**GOAL OF THE EXERCISE**
Find every line below where the word "view" occurs. Then say how many there are, giving only the number.
### INPUT MATERIAL ###
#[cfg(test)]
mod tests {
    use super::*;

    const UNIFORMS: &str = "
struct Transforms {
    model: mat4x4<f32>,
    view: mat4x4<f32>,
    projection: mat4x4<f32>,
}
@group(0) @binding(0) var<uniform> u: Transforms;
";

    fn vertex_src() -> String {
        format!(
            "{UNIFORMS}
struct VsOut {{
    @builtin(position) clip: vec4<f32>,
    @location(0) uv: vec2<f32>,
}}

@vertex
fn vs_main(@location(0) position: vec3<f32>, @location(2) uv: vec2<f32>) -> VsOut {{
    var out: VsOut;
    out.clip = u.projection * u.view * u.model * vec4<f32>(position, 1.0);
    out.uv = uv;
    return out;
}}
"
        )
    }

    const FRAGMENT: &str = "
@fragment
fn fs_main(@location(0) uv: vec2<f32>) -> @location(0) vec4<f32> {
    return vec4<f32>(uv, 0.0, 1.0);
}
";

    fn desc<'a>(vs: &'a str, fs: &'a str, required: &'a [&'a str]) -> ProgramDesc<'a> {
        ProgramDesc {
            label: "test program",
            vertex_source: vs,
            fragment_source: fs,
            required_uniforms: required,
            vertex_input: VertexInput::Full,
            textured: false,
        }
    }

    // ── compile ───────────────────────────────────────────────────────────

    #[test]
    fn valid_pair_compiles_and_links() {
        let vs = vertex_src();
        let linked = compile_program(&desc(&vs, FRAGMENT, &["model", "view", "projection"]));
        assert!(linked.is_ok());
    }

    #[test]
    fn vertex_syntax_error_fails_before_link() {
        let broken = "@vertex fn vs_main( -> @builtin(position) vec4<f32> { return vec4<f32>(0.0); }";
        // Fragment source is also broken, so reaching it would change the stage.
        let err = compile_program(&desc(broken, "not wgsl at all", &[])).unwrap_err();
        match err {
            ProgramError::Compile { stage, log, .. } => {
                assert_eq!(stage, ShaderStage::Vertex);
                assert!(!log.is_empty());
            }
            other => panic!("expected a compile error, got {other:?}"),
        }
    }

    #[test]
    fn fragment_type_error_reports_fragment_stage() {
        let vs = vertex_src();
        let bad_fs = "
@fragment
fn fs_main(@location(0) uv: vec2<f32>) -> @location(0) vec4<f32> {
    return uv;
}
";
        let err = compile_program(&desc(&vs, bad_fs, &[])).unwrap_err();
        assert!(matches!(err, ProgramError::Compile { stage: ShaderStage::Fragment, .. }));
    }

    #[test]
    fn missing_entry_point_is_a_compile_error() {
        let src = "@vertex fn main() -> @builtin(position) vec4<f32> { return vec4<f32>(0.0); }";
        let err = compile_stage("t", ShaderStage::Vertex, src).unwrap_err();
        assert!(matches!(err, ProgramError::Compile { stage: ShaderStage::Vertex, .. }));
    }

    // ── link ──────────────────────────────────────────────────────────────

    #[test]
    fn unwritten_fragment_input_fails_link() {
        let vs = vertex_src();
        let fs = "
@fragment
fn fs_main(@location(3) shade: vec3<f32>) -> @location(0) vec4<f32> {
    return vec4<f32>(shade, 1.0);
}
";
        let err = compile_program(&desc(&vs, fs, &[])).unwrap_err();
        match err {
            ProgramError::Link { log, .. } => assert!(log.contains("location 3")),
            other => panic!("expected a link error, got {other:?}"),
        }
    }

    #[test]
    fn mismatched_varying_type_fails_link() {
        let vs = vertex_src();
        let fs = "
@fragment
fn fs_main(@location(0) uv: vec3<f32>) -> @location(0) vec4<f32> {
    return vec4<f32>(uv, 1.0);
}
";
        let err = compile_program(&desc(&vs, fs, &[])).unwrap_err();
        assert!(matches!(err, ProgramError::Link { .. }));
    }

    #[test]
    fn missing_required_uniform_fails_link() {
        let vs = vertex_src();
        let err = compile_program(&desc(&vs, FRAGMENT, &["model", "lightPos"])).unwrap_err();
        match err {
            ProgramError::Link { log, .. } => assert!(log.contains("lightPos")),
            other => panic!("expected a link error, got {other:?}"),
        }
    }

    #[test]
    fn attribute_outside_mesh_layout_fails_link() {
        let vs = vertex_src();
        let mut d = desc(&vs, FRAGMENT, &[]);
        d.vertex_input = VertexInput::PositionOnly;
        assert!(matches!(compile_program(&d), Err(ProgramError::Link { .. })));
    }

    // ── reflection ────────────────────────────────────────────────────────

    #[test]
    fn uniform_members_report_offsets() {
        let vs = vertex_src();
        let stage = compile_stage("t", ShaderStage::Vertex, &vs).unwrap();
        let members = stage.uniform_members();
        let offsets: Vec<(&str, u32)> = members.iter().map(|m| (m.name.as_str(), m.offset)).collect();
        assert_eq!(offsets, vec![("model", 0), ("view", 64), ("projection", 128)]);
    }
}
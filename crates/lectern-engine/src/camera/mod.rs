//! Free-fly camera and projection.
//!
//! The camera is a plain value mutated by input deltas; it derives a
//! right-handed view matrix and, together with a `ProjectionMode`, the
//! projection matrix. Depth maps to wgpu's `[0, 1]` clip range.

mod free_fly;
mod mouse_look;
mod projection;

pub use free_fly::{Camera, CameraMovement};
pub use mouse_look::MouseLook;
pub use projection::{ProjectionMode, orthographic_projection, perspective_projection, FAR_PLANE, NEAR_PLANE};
###
**WRITTEN ANSWER**
5